(Beginning of TASK INPUT)

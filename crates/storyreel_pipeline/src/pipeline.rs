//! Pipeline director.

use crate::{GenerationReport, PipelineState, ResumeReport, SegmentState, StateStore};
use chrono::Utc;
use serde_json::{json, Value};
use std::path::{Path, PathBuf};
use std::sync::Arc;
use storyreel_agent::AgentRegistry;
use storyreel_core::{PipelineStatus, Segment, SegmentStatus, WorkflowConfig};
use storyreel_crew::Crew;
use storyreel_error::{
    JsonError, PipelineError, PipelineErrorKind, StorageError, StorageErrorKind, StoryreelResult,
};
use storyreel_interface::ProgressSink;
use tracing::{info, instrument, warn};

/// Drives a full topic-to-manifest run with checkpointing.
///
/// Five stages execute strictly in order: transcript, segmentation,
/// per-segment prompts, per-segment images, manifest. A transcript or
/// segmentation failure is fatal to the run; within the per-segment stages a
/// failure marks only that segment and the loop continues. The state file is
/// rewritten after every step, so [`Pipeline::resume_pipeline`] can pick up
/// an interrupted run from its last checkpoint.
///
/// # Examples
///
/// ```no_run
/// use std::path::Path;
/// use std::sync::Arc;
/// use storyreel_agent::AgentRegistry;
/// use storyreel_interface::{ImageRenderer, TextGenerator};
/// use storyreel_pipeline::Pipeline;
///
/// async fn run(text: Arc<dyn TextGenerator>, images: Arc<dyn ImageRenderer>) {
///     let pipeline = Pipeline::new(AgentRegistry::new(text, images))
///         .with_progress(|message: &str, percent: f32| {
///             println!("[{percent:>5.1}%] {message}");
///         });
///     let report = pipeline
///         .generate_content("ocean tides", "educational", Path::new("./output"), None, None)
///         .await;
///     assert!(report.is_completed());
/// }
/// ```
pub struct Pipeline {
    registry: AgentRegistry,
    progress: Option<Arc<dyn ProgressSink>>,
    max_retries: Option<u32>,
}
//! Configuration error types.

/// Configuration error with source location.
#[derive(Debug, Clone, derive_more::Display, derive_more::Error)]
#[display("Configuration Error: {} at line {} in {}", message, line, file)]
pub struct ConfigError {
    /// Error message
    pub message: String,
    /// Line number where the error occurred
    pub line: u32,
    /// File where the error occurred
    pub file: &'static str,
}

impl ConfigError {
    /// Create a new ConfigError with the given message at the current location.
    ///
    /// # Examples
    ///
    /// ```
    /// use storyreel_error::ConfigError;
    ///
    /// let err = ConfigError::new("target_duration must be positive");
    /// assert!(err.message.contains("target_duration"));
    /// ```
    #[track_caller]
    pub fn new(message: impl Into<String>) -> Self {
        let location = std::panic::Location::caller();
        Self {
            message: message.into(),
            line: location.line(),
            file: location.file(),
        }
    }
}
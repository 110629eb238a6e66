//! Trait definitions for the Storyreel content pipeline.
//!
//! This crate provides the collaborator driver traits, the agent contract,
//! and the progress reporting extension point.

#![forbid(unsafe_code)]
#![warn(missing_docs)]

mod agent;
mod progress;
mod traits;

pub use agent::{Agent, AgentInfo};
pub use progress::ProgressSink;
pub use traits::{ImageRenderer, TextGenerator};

(End of TASK INPUT)

TASK OBJECTIVE - Retype the entire listing exactly.

EXERCISE RESPONSE -
filename crates/storyreel_pipeline/src/pipeline.rs
//! Pipeline director.

use crate::{GenerationReport, PipelineState, ResumeReport, SegmentState, StateStore};
use chrono::Utc;
use serde_json::{json, Value};
use std::path::{Path, PathBuf};
use std::sync::Arc;
use storyreel_agent::AgentRegistry;
use storyreel_core::{PipelineStatus, Segment, SegmentStatus, WorkflowConfig};
use storyreel_crew::Crew;
use storyreel_error::{
    JsonError, PipelineError, PipelineErrorKind, StorageError, StorageErrorKind, StoryreelResult,
};
use storyreel_interface::ProgressSink;
use tracing::{info, instrument, warn};

/// Drives a full topic-to-manifest run with checkpointing.
///
/// Five stages execute strictly in order: transcript, segmentation,
/// per-segment prompts, per-segment images, manifest. A transcript or
/// segmentation failure is fatal to the run; within the per-segment stages a
/// failure marks only that segment and the loop continues. The state file is
/// rewritten after every step, so [`Pipeline::resume_pipeline`] can pick up
/// an interrupted run from its last checkpoint.
///
/// # Examples
///
/// ```no_run
/// use std::path::Path;
/// use std::sync::Arc;
/// use storyreel_agent::AgentRegistry;
/// use storyreel_interface::{ImageRenderer, TextGenerator};
/// use storyreel_pipeline::Pipeline;
///
/// async fn run(text: Arc<dyn TextGenerator>, images: Arc<dyn ImageRenderer>) {
///     let pipeline = Pipeline::new(AgentRegistry::new(text, images))
///         .with_progress(|message: &str, percent: f32| {
///             println!("[{percent:>5.1}%] {message}");
///         });
///     let report = pipeline
///         .generate_content("ocean tides", "educational", Path::new("./output"), None, None)
///         .await;
///     assert!(report.is_completed());
/// }
/// ```
pub struct Pipeline {
    registry: AgentRegistry,
    progress: Option<Arc<dyn ProgressSink>>,
    max_retries: Option<u32>,
}
//! Configuration error types.

/// Configuration error with source location.
#[derive(Debug, Clone, derive_more::Display, derive_more::Error)]
#[display("Configuration Error: {} at line {} in {}", message, line, file)]
pub struct ConfigError {
    /// Error message
    pub message: String,
    /// Line number where the error occurred
    pub line: u32,
    /// File where the error occurred
    pub file: &'static str,
}

impl ConfigError {
    /// Create a new ConfigError with the given message at the current location.
    ///
    /// # Examples
    ///
    /// ```
    /// use storyreel_error::ConfigError;
    ///
    /// let err = ConfigError::new("target_duration must be positive");
    /// assert!(err.message.contains("target_duration"));
    /// ```
    #[track_caller]
    pub fn new(message: impl Into<String>) -> Self {
        let location = std::panic::Location::caller();
        Self {
            message: message.into(),
            line: location.line(),
            file: location.file(),
        }
    }
}
repository 110629eb238a6e66
//! Trait definitions for the Storyreel content pipeline.
//!
//! This crate provides the collaborator driver traits, the agent contract,
//! and the progress reporting extension point.

#![forbid(unsafe_code)]
#![warn(missing_docs)]

mod agent;
mod progress;
mod traits;

pub use agent::{Agent, AgentInfo};
pub use progress::ProgressSink;
pub use traits::{ImageRenderer, TextGenerator};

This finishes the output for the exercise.